### Task item
Write the data out again in full, with no departure from the original.

⁂

//! Postage stamp event log exporter.
//!
//! Retrieves the postage stamp contract logs of a block range and saves them
//! as NDJSON, optionally compressed. Ctrl+C stops the export gracefully.

mod config;
mod error;

use std::process::exit;

use alloy::{
    providers::{DynProvider, ProviderBuilder},
    rpc::client::RpcClient,
};
use batch_export::{
    Chain,
    export::{ExportSummary, Exporter},
    fetch::ChunkedFetcher,
    source::ProviderSource,
    types::FetchRequest,
};
use clap::Parser;
use tokio_util::sync::CancellationToken;
use tracing::{error, info};
use tracing_subscriber::EnvFilter;

use config::{CliConfig, EnvConfig};
use error::{Error, Result};

#[tokio::main]
async fn main() {
    // Load .env file, if any
    if let Err(e) = dotenvy::dotenv()
        && !e.not_found()
    {
        eprintln!("Warning: Failed to load .env file: {}", e);
    }

    let cli_config = CliConfig::parse();

    let env_config = match EnvConfig::from_env() {
        Ok(config) => config,
        Err(e) => {
            eprintln!("Failed to parse environment configuration: {}", e);
            exit(1);
        }
    };

    // RUST_LOG takes precedence over --verbosity
    let filter = match EnvFilter::try_from_default_env() {
        Ok(filter) => filter,
        Err(_) => match cli_config.log_level() {
            Ok(level) => EnvFilter::new(level),
            Err(e) => {
                eprintln!("Invalid configuration: {}", e);
                exit(1);
            }
        },
    };
    tracing_subscriber::fmt().with_env_filter(filter).init();

    let token = CancellationToken::new();
    tokio::spawn({
        let token = token.clone();
        async move {
            if tokio::signal::ctrl_c().await.is_ok() {
                info!("Interrupted, stopping export");
                token.cancel();
            }
        }
    });

    match run(cli_config, env_config, token).await {
        Ok(summary) => {
            info!(
                records = summary.records,
                bytes = summary.bytes,
                first_block = summary.stats.first_block(),
                last_block = summary.stats.last_block(),
                "Export finished"
            );
            println!("{}", summary.output.display());
            if let Some(compressed) = summary.compressed {
                println!("{}", compressed.display());
            }
        }
        Err(e) if e.is_cancelled() => {
            info!("Export cancelled, partial output saved");
            exit(130);
        }
        Err(e) => {
            error!(%e, "Export failed");
            exit(1);
        }
    }
}

async fn run(cli: CliConfig, env: EnvConfig, token: CancellationToken) -> Result<ExportSummary> {
    let node_url = cli.endpoint(&env)?;
    let provider =
        DynProvider::new(ProviderBuilder::new().connect_client(RpcClient::new_http(node_url)));

    let fetcher = ChunkedFetcher::new(ProviderSource::new(provider), cli.fetch_config()?)?;
    let export_config = cli.export_config()?;

    let chain_id = fetcher.source().chain_id(&token).await?;
    let chain = Chain::by_id(chain_id);

    let address = match (cli.address()?, &chain) {
        (Some(address), _) => address,
        (None, Some(chain)) => chain.postage_stamp(),
        (None, None) => return Err(Error::UnknownChain(chain_id)),
    };
    let start = match (cli.start, &chain) {
        (0, Some(chain)) => chain.deployed_at_block(),
        (0, None) => return Err(Error::UnknownChain(chain_id)),
        (start, _) => start,
    };

    info!(
        chain_id,
        %address,
        start_block = start,
        end_block = cli.end,
        output = %export_config.output.display(),
        "Retrieving logs"
    );

    let exporter = Exporter::new(fetcher, export_config);
    Ok(exporter
        .run(token, FetchRequest::new(address, start, cli.end))
        .await?)
}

⁂

### Problem solution
//! Postage stamp event log exporter.
//!
//! Retrieves the postage stamp contract logs of a block range and saves them
//! as NDJSON, optionally compressed. Ctrl+C stops the export gracefully.

mod config;
mod error;

use std::process::exit;

use alloy::{
    providers::{DynProvider, ProviderBuilder},
    rpc::client::RpcClient,
};
use batch_export::{
    Chain,
    export::{ExportSummary, Exporter},
    fetch::ChunkedFetcher,
    source::ProviderSource,
    types::FetchRequest,
};
use clap::Parser;
use tokio_util::sync::CancellationToken;
use tracing::{error, info};
use tracing_subscriber::EnvFilter;

use config::{CliConfig, EnvConfig};
use error::{Error, Result};

#[tokio::main]
async fn main() {
    // Load .env file, if any
    if let Err(e) = dotenvy::dotenv()
        && !e.not_found()
    {
        eprintln!("Warning: Failed to load .env file: {}", e);
    }

    let cli_config = CliConfig::parse();

    let env_config = match EnvConfig::from_env() {
        Ok(config) => config,
        Err(e) => {
            eprintln!("Failed to parse environment configuration: {}", e);
            exit(1);
        }
    };

    // RUST_LOG takes precedence over --verbosity
    let filter = match EnvFilter::try_from_default_env() {
        Ok(filter) => filter,
        Err(_) => match cli_config.log_level() {
            Ok(level) => EnvFilter::new(level),
            Err(e) => {
                eprintln!("Invalid configuration: {}", e);
                exit(1);
            }
        },
    };
    tracing_subscriber::fmt().with_env_filter(filter).init();

    let token = CancellationToken::new();
    tokio::spawn({
        let token = token.clone();
        async move {
            if tokio::signal::ctrl_c().await.is_ok() {
                info!("Interrupted, stopping export");
                token.cancel();
            }
        }
    });

    match run(cli_config, env_config, token).await {
        Ok(summary) => {
            info!(
                records = summary.records,
                bytes = summary.bytes,
                first_block = summary.stats.first_block(),
                last_block = summary.stats.last_block(),
                "Export finished"
            );
            println!("{}", summary.output.display());
            if let Some(compressed) = summary.compressed {
                println!("{}", compressed.display());
            }
        }
        Err(e) if e.is_cancelled() => {
            info!("Export cancelled, partial output saved");
            exit(130);
        }
        Err(e) => {
            error!(%e, "Export failed");
            exit(1);
        }
    }
}

async fn run(cli: CliConfig, env: EnvConfig, token: CancellationToken) -> Result<ExportSummary> {
    let node_url = cli.endpoint(&env)?;
    let provider =
        DynProvider::new(ProviderBuilder::new().connect_client(RpcClient::new_http(node_url)));

    let fetcher = ChunkedFetcher::new(ProviderSource::new(provider), cli.fetch_config()?)?;
    let export_config = cli.export_config()?;

    let chain_id = fetcher.source().chain_id(&token).await?;
    let chain = Chain::by_id(chain_id);

    let address = match (cli.address()?, &chain) {
        (Some(address), _) => address,
        (None, Some(chain)) => chain.postage_stamp(),
        (None, None) => return Err(Error::UnknownChain(chain_id)),
    };
    let start = match (cli.start, &chain) {
        (0, Some(chain)) => chain.deployed_at_block(),
        (0, None) => return Err(Error::UnknownChain(chain_id)),
        (start, _) => start,
    };

    info!(
        chain_id,
        %address,
        start_block = start,
        end_block = cli.end,
        output = %export_config.output.display(),
        "Retrieving logs"
    );

    let exporter = Exporter::new(fetcher, export_config);
    Ok(exporter
        .run(token, FetchRequest::new(address, start, cli.end))
        .await?)
}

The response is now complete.